▶ _YOUR INSTRUCTIONS_
Below are the records; copy each line in them that holds the word "SubmitError".

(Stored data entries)
----

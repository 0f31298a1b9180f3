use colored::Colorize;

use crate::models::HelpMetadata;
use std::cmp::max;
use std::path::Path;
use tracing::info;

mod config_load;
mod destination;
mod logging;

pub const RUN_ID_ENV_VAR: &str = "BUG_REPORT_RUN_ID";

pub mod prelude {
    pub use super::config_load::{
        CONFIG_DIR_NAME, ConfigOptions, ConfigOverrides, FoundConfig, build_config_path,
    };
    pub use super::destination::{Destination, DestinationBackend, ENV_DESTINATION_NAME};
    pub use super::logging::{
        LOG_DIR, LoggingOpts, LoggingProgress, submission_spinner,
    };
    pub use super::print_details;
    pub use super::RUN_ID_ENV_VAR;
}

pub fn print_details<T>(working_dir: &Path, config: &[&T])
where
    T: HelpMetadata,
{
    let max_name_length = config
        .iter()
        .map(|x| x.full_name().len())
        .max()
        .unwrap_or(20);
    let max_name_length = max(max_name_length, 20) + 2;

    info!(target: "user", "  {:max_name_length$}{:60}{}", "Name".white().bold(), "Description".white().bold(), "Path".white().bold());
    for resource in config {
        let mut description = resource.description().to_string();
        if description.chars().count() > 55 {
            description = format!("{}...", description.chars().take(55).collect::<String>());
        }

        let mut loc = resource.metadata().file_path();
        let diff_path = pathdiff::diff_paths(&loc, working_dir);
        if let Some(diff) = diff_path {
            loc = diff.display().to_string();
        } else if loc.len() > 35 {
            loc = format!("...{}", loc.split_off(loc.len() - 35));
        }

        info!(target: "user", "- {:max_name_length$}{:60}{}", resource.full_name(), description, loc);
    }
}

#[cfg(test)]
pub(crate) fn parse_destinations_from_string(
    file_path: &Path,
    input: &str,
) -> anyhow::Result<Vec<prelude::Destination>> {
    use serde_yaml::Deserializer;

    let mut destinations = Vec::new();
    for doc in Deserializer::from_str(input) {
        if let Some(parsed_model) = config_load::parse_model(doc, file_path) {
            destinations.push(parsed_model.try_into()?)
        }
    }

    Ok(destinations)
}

----

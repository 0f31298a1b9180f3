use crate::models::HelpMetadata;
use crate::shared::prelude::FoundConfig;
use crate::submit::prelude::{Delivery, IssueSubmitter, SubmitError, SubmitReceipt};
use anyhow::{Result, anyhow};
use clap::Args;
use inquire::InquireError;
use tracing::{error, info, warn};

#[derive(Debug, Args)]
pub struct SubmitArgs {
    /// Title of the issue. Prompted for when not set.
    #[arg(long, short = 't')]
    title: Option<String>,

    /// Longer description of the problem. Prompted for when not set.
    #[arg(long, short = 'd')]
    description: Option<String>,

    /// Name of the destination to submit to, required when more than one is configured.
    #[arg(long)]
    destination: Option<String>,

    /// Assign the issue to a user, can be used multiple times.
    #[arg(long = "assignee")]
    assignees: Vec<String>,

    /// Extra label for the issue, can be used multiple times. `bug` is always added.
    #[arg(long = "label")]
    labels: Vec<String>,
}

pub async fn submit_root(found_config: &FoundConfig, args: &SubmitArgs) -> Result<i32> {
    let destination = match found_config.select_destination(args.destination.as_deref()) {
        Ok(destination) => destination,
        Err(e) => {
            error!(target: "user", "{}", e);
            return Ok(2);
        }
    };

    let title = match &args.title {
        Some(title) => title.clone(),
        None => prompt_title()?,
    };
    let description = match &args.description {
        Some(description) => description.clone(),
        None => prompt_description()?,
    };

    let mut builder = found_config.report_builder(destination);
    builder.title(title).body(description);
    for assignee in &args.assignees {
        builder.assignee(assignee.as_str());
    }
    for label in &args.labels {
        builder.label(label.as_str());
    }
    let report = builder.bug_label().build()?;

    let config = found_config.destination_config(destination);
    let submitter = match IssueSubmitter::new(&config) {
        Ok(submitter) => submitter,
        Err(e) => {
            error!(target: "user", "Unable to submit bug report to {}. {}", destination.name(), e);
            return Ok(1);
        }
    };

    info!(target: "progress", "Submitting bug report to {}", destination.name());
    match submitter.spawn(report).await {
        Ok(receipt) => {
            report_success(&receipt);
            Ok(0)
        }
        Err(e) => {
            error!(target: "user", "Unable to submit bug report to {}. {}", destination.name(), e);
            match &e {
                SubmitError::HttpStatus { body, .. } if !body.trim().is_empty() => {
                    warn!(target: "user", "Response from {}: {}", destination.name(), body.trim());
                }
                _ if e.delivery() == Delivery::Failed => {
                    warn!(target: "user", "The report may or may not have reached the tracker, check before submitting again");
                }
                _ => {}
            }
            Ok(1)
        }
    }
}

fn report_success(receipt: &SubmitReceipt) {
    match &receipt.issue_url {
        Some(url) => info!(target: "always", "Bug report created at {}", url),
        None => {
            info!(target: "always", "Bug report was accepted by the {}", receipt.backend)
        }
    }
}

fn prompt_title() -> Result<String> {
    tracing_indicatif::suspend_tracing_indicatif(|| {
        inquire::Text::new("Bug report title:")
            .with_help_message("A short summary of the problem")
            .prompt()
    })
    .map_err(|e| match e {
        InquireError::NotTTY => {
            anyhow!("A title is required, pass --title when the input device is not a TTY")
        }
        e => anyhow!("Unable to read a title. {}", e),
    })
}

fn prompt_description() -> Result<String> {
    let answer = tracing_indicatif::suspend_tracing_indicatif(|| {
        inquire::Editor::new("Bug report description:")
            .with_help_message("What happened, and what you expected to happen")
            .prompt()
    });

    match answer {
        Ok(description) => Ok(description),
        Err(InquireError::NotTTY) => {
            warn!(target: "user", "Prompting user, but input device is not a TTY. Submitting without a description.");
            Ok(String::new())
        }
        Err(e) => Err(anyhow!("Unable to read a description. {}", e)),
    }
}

----

▶ _SOLUTION TO THIS PROBLEM_
use crate::submit::prelude::{Delivery, IssueSubmitter, SubmitError, SubmitReceipt};
                SubmitError::HttpStatus { body, .. } if !body.trim().is_empty() => {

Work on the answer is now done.